Joel's Cincinnati concert became home to one of the most notable tributes for Watts. He made a partial cover of The Rolling Stones' 1971 hit single, "Brown Sugar," and told the crowd at Great American Ball Park that it was for Watts.
The tribute came before he performed "Big Shot" and a tribute version of "New York State of Mind" for the victims of the 9/11 terrorist attack.
His performance came perfectly before the world remembered the 20th anniversary of the tragic incident. Apart from Joel, several rock legends also remembered Watts in their tours and concerts, including Paul McCartney, Ringo Starr, Max Weinberg, Questlove, and Pete Townshead, among others.
Liam Gallagher also paid tribute to Watts during the Leeds Festival by performing "Live Forever." Lars Ulrich, on the other hand, said that the late drummer will always be the driving force of everyone.
"He could kick these songs and make them swing, make them swagger, still make them have that attitude, that pocket," he said, as quoted by NME. "Seeing him do that way deep into his [seventies] has been such a life-affirming thing."
The surviving members of The Rolling Stones shared a video of Watts days after his death. It included photos of clips of the drummer throughout their career.
Rest in Peace, Charlie Watts
Joel's performance made people remember what happened to Watts in the days leading to his death.
Weeks before passing away, the band's spokesperson released a statement, revealing that the musician underwent an entirely successful medical procedure.

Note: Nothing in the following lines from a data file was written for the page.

//! Successor selection after an action completes.

use crate::meta::WorkflowHopMeta;

/// Pick the hops to follow after an action finished with `result`.
///
/// Disabled hops are never followed. With `single_hop_always`, a lone
/// enabled hop is taken whatever its flags. Otherwise a hop is eligible when
/// it is unconditional or its evaluation matches the result. Every eligible
/// hop is returned, in the order given; more than one means fan-out.
pub fn select_successors<'a, I>(hops: I, result: bool, single_hop_always: bool) -> Vec<&'a WorkflowHopMeta>
where
    I: IntoIterator<Item = &'a WorkflowHopMeta>,
{
    let enabled: Vec<&WorkflowHopMeta> = hops.into_iter().filter(|h| h.enabled).collect();
    if single_hop_always && enabled.len() == 1 {
        return enabled;
    }
    enabled
        .into_iter()
        .filter(|h| h.is_eligible(result))
        .collect()
}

"Charlie has had a procedure which was completely successful, but I gather his doctors this week concluded that he now needs proper rest and recuperation," the spokesperson said, per Pitchfork. "With rehearsals starting in a couple of weeks it's very disappointing to say the least, but it's also fair to say no one saw this coming."
It did not mention what specific surgery he received. Instead of a recovery message, the band made a follow-up statement weeks after, saying that Watts died at the age of 80.
For what it's worth, though, Watts previously received treatments for his throat cancer in 2004. It remains unknown whether the procedure was related to that or something else.